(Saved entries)

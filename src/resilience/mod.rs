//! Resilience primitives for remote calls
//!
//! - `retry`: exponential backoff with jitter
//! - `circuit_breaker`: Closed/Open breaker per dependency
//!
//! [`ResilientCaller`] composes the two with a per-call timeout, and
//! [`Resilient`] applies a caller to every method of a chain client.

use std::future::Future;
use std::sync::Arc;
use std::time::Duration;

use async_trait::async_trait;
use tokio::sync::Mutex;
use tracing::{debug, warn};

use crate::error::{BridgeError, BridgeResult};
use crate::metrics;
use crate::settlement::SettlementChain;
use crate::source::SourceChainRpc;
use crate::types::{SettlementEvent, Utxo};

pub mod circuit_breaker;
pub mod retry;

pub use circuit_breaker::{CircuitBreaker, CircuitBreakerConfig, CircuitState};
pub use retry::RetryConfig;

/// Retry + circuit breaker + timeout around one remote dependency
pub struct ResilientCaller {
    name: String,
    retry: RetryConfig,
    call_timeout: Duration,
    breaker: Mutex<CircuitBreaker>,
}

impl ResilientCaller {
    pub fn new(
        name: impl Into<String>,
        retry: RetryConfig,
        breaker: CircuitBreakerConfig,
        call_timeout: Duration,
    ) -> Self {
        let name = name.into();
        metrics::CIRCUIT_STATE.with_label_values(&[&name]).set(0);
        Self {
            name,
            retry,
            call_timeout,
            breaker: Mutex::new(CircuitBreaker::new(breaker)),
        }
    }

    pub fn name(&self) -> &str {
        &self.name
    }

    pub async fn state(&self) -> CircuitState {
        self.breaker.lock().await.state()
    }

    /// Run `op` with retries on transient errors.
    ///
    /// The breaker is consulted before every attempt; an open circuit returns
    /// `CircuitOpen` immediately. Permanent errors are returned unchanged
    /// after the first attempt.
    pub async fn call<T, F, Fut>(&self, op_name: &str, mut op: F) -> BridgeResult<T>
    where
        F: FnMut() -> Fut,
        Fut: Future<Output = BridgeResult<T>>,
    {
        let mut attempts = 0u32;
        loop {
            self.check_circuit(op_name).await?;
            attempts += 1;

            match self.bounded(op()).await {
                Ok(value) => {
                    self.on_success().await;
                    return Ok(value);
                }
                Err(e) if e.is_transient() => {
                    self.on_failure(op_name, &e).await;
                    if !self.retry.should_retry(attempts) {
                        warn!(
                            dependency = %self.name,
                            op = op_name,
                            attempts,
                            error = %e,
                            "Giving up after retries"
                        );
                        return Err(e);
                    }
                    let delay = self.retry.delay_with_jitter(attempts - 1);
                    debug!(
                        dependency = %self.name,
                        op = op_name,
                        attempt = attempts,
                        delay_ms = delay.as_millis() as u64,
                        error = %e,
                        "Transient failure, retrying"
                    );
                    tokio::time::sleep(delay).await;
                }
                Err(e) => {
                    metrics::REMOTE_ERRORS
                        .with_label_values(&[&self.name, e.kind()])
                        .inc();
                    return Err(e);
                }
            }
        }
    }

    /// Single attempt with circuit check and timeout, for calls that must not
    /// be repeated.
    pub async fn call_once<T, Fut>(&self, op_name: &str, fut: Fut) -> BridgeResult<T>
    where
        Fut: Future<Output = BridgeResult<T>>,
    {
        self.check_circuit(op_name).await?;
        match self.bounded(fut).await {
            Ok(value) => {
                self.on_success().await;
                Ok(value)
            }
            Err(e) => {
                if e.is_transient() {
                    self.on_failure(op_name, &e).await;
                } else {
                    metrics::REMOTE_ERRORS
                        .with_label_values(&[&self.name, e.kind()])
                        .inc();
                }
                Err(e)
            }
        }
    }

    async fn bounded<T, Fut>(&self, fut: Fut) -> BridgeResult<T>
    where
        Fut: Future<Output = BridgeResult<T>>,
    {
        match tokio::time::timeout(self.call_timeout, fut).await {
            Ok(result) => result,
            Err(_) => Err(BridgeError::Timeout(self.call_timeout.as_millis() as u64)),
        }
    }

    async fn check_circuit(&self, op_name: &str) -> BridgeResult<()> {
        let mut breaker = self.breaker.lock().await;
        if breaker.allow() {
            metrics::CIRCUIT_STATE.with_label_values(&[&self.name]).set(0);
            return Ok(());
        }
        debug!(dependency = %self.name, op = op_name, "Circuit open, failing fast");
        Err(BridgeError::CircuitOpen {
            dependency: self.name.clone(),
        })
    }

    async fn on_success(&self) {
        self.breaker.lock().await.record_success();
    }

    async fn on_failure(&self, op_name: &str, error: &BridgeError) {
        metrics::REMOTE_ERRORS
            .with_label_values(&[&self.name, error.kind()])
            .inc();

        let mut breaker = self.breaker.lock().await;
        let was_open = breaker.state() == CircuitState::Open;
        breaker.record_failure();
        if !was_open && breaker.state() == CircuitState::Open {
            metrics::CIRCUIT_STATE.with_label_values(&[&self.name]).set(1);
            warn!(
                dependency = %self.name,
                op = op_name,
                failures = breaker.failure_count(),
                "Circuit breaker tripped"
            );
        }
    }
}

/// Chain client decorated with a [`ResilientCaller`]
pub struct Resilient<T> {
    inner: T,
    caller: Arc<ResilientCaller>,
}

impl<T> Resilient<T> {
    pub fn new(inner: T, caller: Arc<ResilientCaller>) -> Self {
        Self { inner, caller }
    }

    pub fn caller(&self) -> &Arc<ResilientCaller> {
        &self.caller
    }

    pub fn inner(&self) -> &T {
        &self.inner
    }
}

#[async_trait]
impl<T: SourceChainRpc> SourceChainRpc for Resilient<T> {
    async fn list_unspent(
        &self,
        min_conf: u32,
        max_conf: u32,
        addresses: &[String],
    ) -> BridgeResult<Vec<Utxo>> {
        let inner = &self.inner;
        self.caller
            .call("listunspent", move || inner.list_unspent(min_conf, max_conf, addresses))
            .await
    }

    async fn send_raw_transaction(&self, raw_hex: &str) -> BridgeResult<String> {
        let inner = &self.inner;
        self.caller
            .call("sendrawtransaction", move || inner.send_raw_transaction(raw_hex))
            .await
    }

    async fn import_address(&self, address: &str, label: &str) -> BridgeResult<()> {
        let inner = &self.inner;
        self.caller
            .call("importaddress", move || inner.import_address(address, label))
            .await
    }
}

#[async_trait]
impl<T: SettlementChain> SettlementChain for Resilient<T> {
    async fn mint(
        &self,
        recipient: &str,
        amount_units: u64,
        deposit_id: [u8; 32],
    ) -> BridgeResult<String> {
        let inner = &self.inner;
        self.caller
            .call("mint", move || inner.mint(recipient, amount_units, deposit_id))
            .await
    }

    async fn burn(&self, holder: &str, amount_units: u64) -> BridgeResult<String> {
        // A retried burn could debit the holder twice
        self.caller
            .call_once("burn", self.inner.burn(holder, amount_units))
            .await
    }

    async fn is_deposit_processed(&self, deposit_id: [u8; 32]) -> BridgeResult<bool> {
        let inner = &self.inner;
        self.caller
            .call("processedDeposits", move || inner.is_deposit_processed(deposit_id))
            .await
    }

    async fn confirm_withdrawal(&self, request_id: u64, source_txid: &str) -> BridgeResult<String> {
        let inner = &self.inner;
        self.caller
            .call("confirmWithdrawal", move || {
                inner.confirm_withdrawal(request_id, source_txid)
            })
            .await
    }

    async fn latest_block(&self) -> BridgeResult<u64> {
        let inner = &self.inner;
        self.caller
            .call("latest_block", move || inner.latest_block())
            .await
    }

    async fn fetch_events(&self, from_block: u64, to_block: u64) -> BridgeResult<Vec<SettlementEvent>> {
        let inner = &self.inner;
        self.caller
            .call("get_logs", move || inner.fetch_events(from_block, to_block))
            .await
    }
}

* * *

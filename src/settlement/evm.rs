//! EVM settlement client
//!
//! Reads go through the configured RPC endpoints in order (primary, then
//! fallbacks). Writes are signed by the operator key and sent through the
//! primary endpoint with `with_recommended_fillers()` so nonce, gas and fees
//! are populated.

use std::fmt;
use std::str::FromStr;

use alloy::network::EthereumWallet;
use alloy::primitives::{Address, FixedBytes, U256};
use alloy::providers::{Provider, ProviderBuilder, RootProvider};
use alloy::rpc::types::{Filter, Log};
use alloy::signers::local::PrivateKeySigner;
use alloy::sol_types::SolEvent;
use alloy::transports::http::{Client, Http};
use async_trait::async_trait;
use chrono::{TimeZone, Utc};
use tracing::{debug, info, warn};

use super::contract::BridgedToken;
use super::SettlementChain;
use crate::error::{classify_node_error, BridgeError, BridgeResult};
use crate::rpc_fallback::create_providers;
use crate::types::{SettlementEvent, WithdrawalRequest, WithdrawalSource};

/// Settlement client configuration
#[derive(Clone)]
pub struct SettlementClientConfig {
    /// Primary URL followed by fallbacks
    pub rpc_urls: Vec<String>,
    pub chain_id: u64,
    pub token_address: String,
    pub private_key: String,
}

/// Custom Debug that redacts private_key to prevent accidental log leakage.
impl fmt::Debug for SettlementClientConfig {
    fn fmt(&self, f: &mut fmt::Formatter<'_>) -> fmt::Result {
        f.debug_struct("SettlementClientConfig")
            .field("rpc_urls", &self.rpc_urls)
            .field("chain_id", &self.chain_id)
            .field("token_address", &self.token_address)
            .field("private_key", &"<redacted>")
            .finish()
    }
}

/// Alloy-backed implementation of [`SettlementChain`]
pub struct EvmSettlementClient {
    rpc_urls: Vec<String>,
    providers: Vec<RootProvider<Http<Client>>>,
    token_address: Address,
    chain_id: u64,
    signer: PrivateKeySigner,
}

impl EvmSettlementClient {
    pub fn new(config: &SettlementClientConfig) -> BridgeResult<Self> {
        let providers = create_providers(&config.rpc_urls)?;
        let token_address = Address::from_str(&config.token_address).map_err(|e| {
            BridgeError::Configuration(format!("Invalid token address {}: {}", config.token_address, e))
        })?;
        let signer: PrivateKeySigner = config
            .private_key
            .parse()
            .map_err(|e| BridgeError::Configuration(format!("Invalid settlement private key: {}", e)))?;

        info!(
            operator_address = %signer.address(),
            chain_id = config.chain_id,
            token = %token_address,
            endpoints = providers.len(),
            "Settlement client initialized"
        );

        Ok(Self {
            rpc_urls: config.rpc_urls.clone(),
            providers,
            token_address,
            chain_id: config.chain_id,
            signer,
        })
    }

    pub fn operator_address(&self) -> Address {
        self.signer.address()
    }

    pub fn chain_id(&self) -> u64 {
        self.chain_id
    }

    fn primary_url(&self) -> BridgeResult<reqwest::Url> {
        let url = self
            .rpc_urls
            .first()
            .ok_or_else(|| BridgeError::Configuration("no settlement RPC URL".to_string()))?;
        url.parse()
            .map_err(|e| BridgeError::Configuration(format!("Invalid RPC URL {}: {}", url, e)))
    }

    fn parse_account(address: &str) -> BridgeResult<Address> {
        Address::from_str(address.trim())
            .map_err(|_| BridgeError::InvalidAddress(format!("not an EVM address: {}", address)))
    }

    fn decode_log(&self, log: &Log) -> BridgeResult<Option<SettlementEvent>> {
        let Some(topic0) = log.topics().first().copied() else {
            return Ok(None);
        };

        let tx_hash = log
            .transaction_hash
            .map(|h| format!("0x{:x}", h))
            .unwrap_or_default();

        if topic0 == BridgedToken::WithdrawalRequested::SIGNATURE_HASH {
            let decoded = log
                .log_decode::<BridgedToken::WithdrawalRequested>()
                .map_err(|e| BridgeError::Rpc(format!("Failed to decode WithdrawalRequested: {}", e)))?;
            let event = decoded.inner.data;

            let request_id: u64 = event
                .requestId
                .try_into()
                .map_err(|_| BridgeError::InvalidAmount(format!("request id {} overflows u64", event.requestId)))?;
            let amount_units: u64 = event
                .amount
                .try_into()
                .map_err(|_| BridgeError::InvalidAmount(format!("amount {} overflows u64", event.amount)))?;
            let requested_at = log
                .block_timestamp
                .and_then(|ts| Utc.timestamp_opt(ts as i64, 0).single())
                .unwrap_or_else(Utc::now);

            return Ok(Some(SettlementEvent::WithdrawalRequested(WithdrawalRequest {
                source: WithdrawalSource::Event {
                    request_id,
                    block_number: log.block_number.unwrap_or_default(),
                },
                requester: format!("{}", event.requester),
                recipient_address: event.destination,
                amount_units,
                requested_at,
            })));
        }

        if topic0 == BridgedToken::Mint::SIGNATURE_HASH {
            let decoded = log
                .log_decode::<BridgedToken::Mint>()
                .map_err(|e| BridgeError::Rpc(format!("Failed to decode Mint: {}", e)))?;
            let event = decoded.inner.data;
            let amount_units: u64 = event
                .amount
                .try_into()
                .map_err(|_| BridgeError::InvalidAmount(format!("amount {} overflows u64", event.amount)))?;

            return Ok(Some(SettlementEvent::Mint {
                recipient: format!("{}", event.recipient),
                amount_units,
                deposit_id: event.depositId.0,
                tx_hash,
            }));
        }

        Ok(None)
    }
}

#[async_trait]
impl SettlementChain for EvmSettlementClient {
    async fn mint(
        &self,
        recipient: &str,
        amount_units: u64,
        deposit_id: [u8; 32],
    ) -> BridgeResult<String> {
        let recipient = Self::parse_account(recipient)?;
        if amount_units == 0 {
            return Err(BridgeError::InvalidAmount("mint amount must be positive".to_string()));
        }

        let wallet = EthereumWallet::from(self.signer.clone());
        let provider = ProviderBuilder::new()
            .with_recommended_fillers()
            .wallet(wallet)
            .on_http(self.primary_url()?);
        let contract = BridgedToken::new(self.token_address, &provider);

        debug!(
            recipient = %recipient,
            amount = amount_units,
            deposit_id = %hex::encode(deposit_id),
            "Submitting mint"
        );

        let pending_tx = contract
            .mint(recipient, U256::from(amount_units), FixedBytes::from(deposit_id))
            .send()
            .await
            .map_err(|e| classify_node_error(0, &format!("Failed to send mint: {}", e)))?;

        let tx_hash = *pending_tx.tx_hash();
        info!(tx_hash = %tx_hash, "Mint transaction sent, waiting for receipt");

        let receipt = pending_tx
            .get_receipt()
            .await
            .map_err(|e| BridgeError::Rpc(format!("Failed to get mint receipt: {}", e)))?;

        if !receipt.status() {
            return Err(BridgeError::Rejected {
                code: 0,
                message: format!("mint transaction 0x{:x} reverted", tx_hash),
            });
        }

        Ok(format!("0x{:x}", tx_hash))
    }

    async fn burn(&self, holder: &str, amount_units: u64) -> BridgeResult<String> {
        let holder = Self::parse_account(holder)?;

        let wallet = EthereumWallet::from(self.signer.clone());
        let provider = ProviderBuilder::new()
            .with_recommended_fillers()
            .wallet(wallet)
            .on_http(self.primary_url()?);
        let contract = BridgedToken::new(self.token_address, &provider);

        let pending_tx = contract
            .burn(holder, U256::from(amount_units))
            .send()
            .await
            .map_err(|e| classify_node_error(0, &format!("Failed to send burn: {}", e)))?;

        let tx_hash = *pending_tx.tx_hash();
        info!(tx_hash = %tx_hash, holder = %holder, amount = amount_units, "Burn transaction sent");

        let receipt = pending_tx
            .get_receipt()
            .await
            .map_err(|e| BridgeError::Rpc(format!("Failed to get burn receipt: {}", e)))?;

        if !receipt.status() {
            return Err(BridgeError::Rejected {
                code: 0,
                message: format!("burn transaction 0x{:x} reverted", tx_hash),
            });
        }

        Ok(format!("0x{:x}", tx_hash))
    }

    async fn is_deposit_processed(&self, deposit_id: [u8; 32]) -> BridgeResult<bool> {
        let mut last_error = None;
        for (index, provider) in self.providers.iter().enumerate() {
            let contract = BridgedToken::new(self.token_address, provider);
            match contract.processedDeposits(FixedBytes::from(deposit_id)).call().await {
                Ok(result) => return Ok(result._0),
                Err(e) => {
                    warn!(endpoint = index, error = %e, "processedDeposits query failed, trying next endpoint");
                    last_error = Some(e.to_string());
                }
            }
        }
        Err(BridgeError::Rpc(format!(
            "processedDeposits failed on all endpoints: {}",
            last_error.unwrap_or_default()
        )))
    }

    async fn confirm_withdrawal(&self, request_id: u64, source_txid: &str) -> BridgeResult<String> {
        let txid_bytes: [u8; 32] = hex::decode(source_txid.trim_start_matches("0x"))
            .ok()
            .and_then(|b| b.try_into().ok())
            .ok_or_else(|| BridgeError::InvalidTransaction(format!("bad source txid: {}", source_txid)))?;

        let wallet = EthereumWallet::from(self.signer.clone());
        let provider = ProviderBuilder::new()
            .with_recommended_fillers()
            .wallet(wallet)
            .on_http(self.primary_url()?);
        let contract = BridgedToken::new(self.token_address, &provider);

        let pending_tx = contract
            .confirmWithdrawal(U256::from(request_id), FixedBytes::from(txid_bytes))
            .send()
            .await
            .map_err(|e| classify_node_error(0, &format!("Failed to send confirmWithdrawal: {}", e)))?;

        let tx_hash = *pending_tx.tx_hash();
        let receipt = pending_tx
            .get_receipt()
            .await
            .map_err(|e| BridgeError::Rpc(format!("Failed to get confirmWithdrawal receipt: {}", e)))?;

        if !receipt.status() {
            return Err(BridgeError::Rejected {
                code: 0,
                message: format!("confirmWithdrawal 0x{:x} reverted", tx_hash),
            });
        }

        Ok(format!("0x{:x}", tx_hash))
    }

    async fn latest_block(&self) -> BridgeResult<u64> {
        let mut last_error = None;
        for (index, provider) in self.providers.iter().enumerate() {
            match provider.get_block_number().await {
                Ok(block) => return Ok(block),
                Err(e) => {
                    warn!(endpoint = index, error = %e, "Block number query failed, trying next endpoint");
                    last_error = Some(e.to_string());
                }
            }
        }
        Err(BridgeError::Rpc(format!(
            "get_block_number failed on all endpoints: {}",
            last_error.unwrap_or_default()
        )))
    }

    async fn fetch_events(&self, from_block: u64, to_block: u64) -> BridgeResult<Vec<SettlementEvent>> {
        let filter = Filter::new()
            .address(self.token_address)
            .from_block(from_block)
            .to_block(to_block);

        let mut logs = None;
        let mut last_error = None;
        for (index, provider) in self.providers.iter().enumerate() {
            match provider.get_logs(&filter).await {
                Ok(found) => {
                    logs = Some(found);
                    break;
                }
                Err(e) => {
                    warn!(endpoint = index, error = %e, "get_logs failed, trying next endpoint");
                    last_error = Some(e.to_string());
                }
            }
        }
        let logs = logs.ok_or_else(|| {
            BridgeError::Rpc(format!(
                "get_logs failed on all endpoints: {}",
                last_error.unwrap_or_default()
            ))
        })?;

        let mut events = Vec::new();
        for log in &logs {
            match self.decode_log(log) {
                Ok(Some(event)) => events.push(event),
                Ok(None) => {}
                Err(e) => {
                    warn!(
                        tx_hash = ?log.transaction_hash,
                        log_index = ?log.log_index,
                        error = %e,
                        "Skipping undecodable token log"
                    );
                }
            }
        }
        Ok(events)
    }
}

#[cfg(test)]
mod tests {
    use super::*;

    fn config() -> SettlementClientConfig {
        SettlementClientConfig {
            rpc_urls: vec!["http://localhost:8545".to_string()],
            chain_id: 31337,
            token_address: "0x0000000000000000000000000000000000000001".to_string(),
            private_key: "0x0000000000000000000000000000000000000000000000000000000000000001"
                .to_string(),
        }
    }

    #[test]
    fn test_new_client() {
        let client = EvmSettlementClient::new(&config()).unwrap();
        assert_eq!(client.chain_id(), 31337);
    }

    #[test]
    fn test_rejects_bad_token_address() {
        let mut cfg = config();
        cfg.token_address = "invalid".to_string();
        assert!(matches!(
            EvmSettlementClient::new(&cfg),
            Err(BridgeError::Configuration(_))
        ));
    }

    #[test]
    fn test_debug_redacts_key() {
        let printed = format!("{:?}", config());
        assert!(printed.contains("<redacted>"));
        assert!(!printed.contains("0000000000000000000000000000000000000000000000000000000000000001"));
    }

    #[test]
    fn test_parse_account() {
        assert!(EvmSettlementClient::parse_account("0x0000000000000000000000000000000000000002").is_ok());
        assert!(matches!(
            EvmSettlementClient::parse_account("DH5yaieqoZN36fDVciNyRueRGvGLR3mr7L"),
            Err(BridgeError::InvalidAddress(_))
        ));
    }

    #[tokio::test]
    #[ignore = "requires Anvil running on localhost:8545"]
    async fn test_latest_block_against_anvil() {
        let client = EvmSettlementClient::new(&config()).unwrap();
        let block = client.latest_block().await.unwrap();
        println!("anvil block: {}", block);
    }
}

→ **Your task**
Return a copy of each line in the entries that carries the string "PrivateKeySigner".

→ **Exercise result**
use alloy::signers::local::PrivateKeySigner;
    signer: PrivateKeySigner,
        let signer: PrivateKeySigner = config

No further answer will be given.